* [The problem]
Every entry must appear in the answer exactly as it does here.

*** Opening of Source data ***

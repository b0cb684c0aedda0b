//! Node configuration.
//!
//! The address doubles as the node's identity on the roster and the bind
//! address of its HTTP listener, so it stays a `host:port` string rather
//! than a parsed `SocketAddr` (roster membership and the master check are
//! string comparisons).

use std::env;
use std::path::PathBuf;

use ledger::LedgerConfig;

/// Configuration for one voting node process.
#[derive(Clone, Debug)]
pub struct NodeConfig {
    /// `host:port` this node binds to and advertises to peers.
    pub addr: String,
    /// Directory holding `private_key.pem` and `miner_id.txt`.
    pub data_dir: PathBuf,
    /// Shared ledger parameters (master address, candidates, delays).
    pub ledger: LedgerConfig,
}

impl Default for NodeConfig {
    fn default() -> Self {
        Self {
            addr: "localhost:5000".to_string(),
            data_dir: PathBuf::from("."),
            ledger: LedgerConfig::default(),
        }
    }
}

impl NodeConfig {
    /// Builds a config from defaults, environment overrides
    /// (`NODE_ADDR`, `MASTER_ADDR`, `NODE_DATA_DIR`), and an optional
    /// first CLI argument overriding the listen address.
    pub fn from_env() -> Self {
        let mut cfg = Self::default();
        if let Ok(addr) = env::var("NODE_ADDR") {
            cfg.addr = addr;
        }
        if let Ok(master) = env::var("MASTER_ADDR") {
            cfg.ledger.master_addr = master;
        }
        if let Ok(dir) = env::var("NODE_DATA_DIR") {
            cfg.data_dir = PathBuf::from(dir);
        }
        if let Some(addr) = env::args().nth(1) {
            cfg.addr = addr;
        }
        cfg
    }

    /// True iff this node is the well-known bootstrap peer.
    pub fn is_master(&self) -> bool {
        self.addr == self.ledger.master_addr
    }
}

*** Close of Source data ***

* [Task result]
repository b0cb684c0aedda0b
//! Node configuration.
//!
//! The address doubles as the node's identity on the roster and the bind
//! address of its HTTP listener, so it stays a `host:port` string rather
//! than a parsed `SocketAddr` (roster membership and the master check are
//! string comparisons).

use std::env;
use std::path::PathBuf;

use ledger::LedgerConfig;

/// Configuration for one voting node process.
#[derive(Clone, Debug)]
pub struct NodeConfig {
    /// `host:port` this node binds to and advertises to peers.
    pub addr: String,
    /// Directory holding `private_key.pem` and `miner_id.txt`.
    pub data_dir: PathBuf,
    /// Shared ledger parameters (master address, candidates, delays).
    pub ledger: LedgerConfig,
}

impl Default for NodeConfig {
    fn default() -> Self {
        Self {
            addr: "localhost:5000".to_string(),
            data_dir: PathBuf::from("."),
            ledger: LedgerConfig::default(),
        }
    }
}

impl NodeConfig {
    /// Builds a config from defaults, environment overrides
    /// (`NODE_ADDR`, `MASTER_ADDR`, `NODE_DATA_DIR`), and an optional
    /// first CLI argument overriding the listen address.
    pub fn from_env() -> Self {
        let mut cfg = Self::default();
        if let Ok(addr) = env::var("NODE_ADDR") {
            cfg.addr = addr;
        }
        if let Ok(master) = env::var("MASTER_ADDR") {
            cfg.ledger.master_addr = master;
        }
        if let Ok(dir) = env::var("NODE_DATA_DIR") {
            cfg.data_dir = PathBuf::from(dir);
        }
        if let Some(addr) = env::args().nth(1) {
            cfg.addr = addr;
        }
        cfg
    }

    /// True iff this node is the well-known bootstrap peer.
    pub fn is_master(&self) -> bool {
        self.addr == self.ledger.master_addr
    }
}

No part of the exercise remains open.